■ Given information:

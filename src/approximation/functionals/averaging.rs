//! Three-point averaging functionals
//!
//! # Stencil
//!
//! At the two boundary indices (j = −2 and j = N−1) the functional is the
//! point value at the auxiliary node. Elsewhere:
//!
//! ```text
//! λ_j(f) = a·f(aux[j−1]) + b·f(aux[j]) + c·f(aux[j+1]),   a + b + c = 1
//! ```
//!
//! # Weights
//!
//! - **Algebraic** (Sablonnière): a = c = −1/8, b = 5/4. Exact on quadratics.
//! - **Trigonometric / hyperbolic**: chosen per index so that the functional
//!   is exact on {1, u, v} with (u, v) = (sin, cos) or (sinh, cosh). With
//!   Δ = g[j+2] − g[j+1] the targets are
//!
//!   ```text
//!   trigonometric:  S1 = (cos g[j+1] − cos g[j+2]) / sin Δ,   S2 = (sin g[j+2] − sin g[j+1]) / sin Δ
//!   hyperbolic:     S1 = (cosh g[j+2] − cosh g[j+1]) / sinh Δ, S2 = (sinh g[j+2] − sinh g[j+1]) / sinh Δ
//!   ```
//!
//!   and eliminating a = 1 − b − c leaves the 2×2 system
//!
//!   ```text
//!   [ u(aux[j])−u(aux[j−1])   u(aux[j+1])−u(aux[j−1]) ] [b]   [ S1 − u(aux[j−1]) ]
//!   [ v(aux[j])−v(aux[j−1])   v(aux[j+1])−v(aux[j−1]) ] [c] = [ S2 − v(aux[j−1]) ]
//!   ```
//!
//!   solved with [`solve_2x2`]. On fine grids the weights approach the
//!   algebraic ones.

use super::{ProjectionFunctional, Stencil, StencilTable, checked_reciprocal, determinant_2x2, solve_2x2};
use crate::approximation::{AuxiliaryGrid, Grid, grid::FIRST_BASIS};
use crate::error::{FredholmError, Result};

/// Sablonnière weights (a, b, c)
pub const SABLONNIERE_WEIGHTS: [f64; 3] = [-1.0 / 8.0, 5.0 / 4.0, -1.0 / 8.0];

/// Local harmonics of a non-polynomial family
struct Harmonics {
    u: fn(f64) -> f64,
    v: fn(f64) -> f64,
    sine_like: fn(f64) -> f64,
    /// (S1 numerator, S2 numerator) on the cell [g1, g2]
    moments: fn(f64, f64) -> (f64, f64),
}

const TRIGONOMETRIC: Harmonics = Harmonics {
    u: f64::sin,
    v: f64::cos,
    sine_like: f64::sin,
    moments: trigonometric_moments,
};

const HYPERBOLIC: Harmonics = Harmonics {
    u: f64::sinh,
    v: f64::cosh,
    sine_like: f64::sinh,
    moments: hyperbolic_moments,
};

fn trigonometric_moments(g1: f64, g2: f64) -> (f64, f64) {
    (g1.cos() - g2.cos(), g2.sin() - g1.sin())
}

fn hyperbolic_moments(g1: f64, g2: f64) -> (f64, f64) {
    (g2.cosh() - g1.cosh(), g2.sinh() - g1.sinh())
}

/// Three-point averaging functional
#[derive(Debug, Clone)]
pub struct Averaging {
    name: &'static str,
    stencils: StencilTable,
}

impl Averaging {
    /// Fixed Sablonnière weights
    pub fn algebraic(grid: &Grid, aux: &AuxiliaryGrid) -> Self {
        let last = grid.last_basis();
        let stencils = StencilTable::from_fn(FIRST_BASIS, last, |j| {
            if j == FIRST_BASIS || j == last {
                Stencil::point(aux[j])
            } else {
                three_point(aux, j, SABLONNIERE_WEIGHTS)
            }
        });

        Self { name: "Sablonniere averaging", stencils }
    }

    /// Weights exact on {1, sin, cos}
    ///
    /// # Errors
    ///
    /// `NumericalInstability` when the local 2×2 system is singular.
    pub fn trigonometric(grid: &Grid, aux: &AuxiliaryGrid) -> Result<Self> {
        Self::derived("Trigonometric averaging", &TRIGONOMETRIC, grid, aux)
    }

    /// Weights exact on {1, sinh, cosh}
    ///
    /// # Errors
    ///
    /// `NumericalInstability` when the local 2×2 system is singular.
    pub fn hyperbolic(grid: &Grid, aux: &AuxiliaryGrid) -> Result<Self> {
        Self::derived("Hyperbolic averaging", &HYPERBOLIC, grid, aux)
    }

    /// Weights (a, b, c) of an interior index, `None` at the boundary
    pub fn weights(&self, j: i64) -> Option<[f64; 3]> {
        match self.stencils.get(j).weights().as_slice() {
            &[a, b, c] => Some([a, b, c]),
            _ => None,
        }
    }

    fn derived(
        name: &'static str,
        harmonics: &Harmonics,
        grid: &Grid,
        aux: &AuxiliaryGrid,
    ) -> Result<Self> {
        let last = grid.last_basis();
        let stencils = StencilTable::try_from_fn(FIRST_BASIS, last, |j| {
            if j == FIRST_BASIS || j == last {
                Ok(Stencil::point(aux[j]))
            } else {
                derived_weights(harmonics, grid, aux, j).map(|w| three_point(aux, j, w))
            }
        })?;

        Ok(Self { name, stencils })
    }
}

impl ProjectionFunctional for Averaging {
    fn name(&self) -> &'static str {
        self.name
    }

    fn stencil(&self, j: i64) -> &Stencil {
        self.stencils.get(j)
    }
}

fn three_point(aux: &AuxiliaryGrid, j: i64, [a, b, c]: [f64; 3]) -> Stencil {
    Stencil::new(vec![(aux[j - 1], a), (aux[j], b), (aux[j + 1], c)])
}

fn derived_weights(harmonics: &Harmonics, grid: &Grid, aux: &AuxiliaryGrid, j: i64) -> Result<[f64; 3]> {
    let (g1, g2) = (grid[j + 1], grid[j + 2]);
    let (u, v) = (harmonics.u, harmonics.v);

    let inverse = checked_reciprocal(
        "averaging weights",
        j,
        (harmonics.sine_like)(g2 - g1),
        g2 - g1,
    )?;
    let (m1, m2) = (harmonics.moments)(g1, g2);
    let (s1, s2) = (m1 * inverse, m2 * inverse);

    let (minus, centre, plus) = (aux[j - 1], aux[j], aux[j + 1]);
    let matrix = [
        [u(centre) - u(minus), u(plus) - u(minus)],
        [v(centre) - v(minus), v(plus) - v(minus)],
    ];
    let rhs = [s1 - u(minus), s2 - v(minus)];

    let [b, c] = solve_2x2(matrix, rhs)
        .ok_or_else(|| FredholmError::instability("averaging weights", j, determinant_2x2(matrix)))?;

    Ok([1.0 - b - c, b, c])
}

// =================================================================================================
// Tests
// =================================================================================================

■ Prompt: Among the entries above, how many lines contain the string "crate"? Only the number should be given.

■ The completed task: 2